• **YOUR TASK**
Pick each line containing the word "MutationRoot" out of the data below.

Start of RECORDS TO USE

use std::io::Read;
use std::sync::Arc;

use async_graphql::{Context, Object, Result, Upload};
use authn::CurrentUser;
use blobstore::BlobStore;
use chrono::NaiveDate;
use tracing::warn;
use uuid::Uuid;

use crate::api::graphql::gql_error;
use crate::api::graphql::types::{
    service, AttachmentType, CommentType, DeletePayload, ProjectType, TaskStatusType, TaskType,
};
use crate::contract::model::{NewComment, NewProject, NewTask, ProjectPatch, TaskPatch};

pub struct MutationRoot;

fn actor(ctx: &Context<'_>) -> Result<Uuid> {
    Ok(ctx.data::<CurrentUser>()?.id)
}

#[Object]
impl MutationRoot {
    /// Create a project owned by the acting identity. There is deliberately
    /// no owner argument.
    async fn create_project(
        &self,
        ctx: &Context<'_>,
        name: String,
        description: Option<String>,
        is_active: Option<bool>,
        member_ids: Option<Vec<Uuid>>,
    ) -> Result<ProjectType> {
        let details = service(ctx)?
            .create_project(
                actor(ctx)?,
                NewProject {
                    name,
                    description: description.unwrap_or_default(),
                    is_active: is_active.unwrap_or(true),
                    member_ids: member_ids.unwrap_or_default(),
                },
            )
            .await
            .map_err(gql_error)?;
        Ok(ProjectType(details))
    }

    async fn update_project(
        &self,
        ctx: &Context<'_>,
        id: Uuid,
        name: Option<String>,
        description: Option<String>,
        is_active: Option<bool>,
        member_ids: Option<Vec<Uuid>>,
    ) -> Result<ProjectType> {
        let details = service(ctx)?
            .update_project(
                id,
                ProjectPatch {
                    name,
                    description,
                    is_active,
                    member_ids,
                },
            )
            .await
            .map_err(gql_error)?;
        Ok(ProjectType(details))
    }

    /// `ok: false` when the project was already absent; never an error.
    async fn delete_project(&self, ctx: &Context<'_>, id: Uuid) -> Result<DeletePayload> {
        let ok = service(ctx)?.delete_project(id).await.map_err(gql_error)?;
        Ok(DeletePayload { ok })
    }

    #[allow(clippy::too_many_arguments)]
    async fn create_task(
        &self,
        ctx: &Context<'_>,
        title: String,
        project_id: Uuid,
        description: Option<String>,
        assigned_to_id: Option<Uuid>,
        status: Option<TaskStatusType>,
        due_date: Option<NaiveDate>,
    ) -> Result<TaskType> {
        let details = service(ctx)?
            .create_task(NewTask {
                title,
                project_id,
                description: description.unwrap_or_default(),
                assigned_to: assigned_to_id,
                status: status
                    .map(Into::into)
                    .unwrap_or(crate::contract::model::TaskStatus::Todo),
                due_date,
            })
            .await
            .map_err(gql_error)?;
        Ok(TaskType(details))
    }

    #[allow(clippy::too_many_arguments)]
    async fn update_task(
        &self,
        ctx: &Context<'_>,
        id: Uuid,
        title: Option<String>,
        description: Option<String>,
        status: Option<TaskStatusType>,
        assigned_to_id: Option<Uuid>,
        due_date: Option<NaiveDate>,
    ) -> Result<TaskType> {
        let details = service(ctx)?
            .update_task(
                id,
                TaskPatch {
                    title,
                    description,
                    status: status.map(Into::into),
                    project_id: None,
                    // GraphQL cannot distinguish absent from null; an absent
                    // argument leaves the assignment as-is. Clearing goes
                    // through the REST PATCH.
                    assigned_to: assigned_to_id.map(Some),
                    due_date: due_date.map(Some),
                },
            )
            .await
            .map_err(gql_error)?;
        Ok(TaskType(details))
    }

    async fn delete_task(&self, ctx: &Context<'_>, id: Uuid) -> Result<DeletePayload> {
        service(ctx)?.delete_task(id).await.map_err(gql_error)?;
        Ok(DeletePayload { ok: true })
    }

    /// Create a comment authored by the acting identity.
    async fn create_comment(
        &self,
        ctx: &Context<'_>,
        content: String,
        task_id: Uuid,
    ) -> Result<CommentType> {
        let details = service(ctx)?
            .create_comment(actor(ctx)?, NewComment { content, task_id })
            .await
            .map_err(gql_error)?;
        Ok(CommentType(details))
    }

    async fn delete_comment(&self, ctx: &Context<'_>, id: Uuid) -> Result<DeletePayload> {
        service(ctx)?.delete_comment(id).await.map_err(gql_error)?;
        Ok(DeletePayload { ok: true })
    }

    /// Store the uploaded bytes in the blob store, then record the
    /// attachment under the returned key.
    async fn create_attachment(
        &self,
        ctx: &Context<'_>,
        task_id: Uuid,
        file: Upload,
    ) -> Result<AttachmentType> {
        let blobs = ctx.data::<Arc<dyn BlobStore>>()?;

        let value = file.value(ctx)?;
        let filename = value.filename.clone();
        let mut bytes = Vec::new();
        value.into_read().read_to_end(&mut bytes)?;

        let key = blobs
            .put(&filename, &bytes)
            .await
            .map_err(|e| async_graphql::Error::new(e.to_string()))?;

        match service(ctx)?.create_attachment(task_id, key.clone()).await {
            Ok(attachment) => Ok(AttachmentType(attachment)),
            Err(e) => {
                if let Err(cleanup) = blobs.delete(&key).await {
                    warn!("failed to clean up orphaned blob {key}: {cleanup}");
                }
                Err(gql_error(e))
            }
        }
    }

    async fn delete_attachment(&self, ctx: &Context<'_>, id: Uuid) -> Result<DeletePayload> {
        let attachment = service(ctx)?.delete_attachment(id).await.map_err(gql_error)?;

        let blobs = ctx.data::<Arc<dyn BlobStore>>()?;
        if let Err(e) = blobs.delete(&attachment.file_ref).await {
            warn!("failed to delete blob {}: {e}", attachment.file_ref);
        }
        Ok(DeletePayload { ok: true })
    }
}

End of RECORDS TO USE

• **ANSWER FOR THIS EXERCISE**
pub struct MutationRoot;
impl MutationRoot {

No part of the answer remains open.